-- SOURCE DATA follows --
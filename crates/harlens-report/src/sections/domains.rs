use super::{cell, omitted};
use crate::context::ReportContext;
use harlens_core::analysis::DomainStats;
use harlens_core::config::DomainOrder;
use harlens_core::format;
use std::cmp::Ordering;

pub(super) fn build(ctx: &ReportContext) -> Vec<String> {
    let mut domains: Vec<&DomainStats> = ctx.stats.domains.values().collect();
    if domains.is_empty() {
        return Vec::new();
    }

    domains.sort_by(|a, b| {
        let primary = match ctx.config.domain_order {
            DomainOrder::ByTime => b
                .total_time_ms
                .partial_cmp(&a.total_time_ms)
                .unwrap_or(Ordering::Equal),
            DomainOrder::ByCount => b.count.cmp(&a.count),
        };
        primary.then_with(|| a.domain.cmp(&b.domain))
    });

    let mut lines = vec![
        format!("## Domains ({})", domains.len()),
        String::new(),
        "| Domain | Requests | Time | Size | Errors | Type |".to_string(),
        "|--------|----------|------|------|--------|------|".to_string(),
    ];

    let limit = ctx.config.max_domains;
    for stats in domains.iter().take(limit) {
        lines.push(format!(
            "| {} | {} | {:.0}ms | {} | {} | {} |",
            cell(&stats.domain),
            stats.count,
            stats.total_time_ms,
            format::format_size(stats.total_size),
            stats.errors,
            party_label(stats)
        ));
    }

    if let Some(note) = omitted(domains.len().saturating_sub(limit), "domains") {
        lines.push(String::new());
        lines.push(note);
    }

    lines
}

fn party_label(stats: &DomainStats) -> String {
    match (stats.is_third_party, stats.same_site, stats.category) {
        (false, _, _) => "1st Party".to_string(),
        (true, true, _) => "3rd Party (same site)".to_string(),
        (true, false, Some(category)) => format!("3rd Party ({})", category.as_str()),
        (true, false, None) => "3rd Party".to_string(),
    }
}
-- SOURCE DATA concluded --
### YOUR GOAL
Where a line in the records above includes the string "note", show it.

### RESULT OF THIS TASK
    if let Some(note) = omitted(domains.len().saturating_sub(limit), "domains") {
        lines.push(note);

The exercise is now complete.